Court Opinion

ID: 6512793
Source: CourtListenerOpinion
Date Created: 2022-07-19 18:23:53.823007+00
Date Added: 2024-06-11T15:54:56.008910
License: Public Domain

SOMEBVILLE, J.
— 1. The principle is familiar, that where there is a contract of sale of personal property, and anything remains to be done to individualize and identify the. particular property intended to be sold, such as counting, weighing, measuring, or separating from a larger mass or bulk, no title passes to the purchaser, such as will maintain in his favor an action of detinue or trover. This is for the simple reason, that the particular part of the property or chattels contracted to be sold and delivered can not be ascertained by precise identification. — Mobile Savings Bank *314v. Fry, 69 Ala. 348; s. c., 75 Ala. 473; Sheally & Finn v. Edwards, 73 Ala. 175, 180. The charge of the court, in reference to this phase of the case, was in harmony with this well-settled rule governing sales of personal property, and was free from error.
2. The court erred, however, in allowing the defendant to testify as to any transaction with, or statement by George Gray, the deceased clerk of the plaintiff, touching the alleged contract of sale in controversy. The contrary was decided, it is true, in Baldwin v. Ashby, 54 Ala. 82, which was a construction of section 2704 of the Bevised Code of 1867. That section, however, was applicable only to suits by or against executors or administrators, so far as concerned the clause excepting a certain class of cases from its operation.
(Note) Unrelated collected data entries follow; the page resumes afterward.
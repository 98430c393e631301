use crate::battle::action::ActionId;
use crate::encode::MasterKey;
use crate::{Probability, Value};
use rand::Rng;
use rustc_hash::FxHashMap;

/// the master value table: (state, action) -> learned value. grows
/// without bound as new states are encountered; unseen entries read 0.0
/// unless the heuristic seeded them first.
#[derive(Debug, Default, Clone)]
pub struct MasterTable {
    entries: FxHashMap<(MasterKey, ActionId), Value>,
}

impl MasterTable {
    pub fn get(&self, key: &MasterKey, action: ActionId) -> Value {
        self.entries
            .get(&(key.clone(), action))
            .copied()
            .unwrap_or(0.0)
    }

    pub fn set(&mut self, key: MasterKey, action: ActionId, value: Value) {
        self.entries.insert((key, action), value);
    }

    pub fn contains(&self, key: &MasterKey, action: ActionId) -> bool {
        self.entries.contains_key(&(key.clone(), action))
    }

    pub fn bump(&mut self, key: &(MasterKey, ActionId), delta: Value) {
        *self.entries.entry(key.clone()).or_insert(0.0) += delta;
    }

    pub fn len(&self) -> usize {
        self.entries.len()
    }

    pub fn is_empty(&self) -> bool {
        self.entries.is_empty()
    }

    pub fn iter(&self) -> impl Iterator<Item = (&(MasterKey, ActionId), &Value)> {
        self.entries.iter()
    }

    pub fn from_entries(entries: Vec<((MasterKey, ActionId), Value)>) -> Self {
        Self {
            entries: entries.into_iter().collect(),
        }
    }

    /// highest value among `actions` in state `key`; 0.0 for an empty set
    pub fn max_over(&self, key: &MasterKey, actions: &[ActionId]) -> Value {
        if actions.is_empty() {
            return 0.0;
        }
        actions
            .iter()
            .map(|a| self.get(key, *a))
            .fold(f64::NEG_INFINITY, f64::max)
    }

    /// epsilon-greedy selection among the legal actions. ties in the
    /// greedy set break uniformly at random; an exploratory pick that
    /// happens to attain the maximum still counts as greedy so it does
    /// not sever the eligibility chain. `None` iff `legal` is empty.
    pub fn select<R: Rng>(
        &self,
        key: &MasterKey,
        legal: &[ActionId],
        epsilon: Probability,
        rng: &mut R,
    ) -> Option<(ActionId, bool)> {
        if legal.is_empty() {
            return None;
        }
        let values: Vec<Value> = legal.iter().map(|a| self.get(key, *a)).collect();
        let max_q = values.iter().cloned().fold(f64::NEG_INFINITY, f64::max);
        let best: Vec<usize> = values
            .iter()
            .enumerate()
            .filter(|(_, q)| **q == max_q)
            .map(|(i, _)| i)
            .collect();
        let greedy_idx = best[rng.gen_range(0..best.len())];
        if rng.gen::<f64>() < epsilon {
            let idx = rng.gen_range(0..legal.len());
            Some((legal[idx], values[idx] == max_q))
        } else {
            Some((legal[greedy_idx], true))
        }
    }
}

#[cfg(test)]
mod tests {
    use super::*;
    use rand::rngs::SmallRng;
    use rand::SeedableRng;

    fn key() -> MasterKey {
        MasterKey {
            own_species: "tauros".to_string(),
            own_health: 2,
            own_status: 0,
            own_ability: "none".to_string(),
            own_boosted: false,
            own_max_boosted: false,
            faster: true,
            foe_species: "chansey".to_string(),
            foe_health: 2,
            foe_status: 0,
            foe_boosted: false,
            foe_max_boosted: false,
        }
    }

    #[test]
    fn empty_legal_set_yields_none() {
        let table = MasterTable::default();
        let mut rng = SmallRng::seed_from_u64(0);
        assert!(table.select(&key(), &[], 0.0, &mut rng).is_none());
    }

    #[test]
    fn fresh_state_breaks_ties_randomly_and_greedily() {
        let table = MasterTable::default();
        let legal = [ActionId::Slot(0), ActionId::Slot(1)];
        let mut rng = SmallRng::seed_from_u64(7);
        let mut seen = [false, false];
        for _ in 0..64 {
            let (action, greedy) = table.select(&key(), &legal, 0.0, &mut rng).unwrap();
            assert!(greedy);
            match action {
                ActionId::Slot(0) => seen[0] = true,
                ActionId::Slot(1) => seen[1] = true,
                other => panic!("illegal action {:?}", other),
            }
        }
        assert!(seen[0] && seen[1]);
    }

    #[test]
    fn greedy_selection_is_deterministic() {
        let mut table = MasterTable::default();
        table.set(key(), ActionId::Slot(0), 5.0);
        table.set(key(), ActionId::Slot(1), 1.0);
        let legal = [ActionId::Slot(0), ActionId::Slot(1)];
        let mut rng = SmallRng::seed_from_u64(3);
        for _ in 0..32 {
            let (action, greedy) = table.select(&key(), &legal, 0.0, &mut rng).unwrap();
            assert_eq!(action, ActionId::Slot(0));
            assert!(greedy);
        }
    }

    #[test]
    fn exploration_labels_by_value_equality() {
        let mut table = MasterTable::default();
        table.set(key(), ActionId::Slot(0), 5.0);
        table.set(key(), ActionId::Slot(1), 1.0);
        table.set(key(), ActionId::Delegate, 5.0);
        let legal = [ActionId::Slot(0), ActionId::Slot(1), ActionId::Delegate];
        let mut rng = SmallRng::seed_from_u64(11);
        for _ in 0..128 {
            let (action, greedy) = table.select(&key(), &legal, 1.0, &mut rng).unwrap();
            // both value-5 actions count as greedy even when explored into
            assert_eq!(greedy, action != ActionId::Slot(1));
        }
    }

    #[test]
    fn max_over_legal_subset() {
        let mut table = MasterTable::default();
        table.set(key(), ActionId::Slot(0), -2.0);
        table.set(key(), ActionId::Slot(1), 3.0);
        assert_eq!(
            table.max_over(&key(), &[ActionId::Slot(0), ActionId::Slot(1)]),
            3.0
        );
        assert_eq!(table.max_over(&key(), &[ActionId::Slot(0)]), -2.0);
    }
}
The present statute is materially different, as found in section 3058 of the Code of 1876. It provides that, in all suits and proceedings other than criminal cases, “there must be no exclusion of any witness because he is a party, or interested in the issue tried, except that neither party shall be allowed to testify against the other, as to any transaction with, or statement by any deceased person, whose estate is interested in the result of such suit, or when such deceased person, at the time of such statement or transaction, acted in any representative or fiduciary relation whatsoever to the party against whom such testimony is sought to be introduced.” — Code, 1876, § 3058. It was observed in McCrary v. Rash, 60 Ala. 374, 377, that this clause scarcely needed comment for a clearer understanding of its meaning, and that it provided a rule different from that declared in Baldwin v. Ashby, supra. Under its provisions, as the law now stands, a defendant is incompetent to testify as to any transaction with, or statement by the deceased agent of the plaintiff, unless called to testify thereto by the opposite party. Eor the error of the court in admitting this evidence, the judgment will necessarily be reversed.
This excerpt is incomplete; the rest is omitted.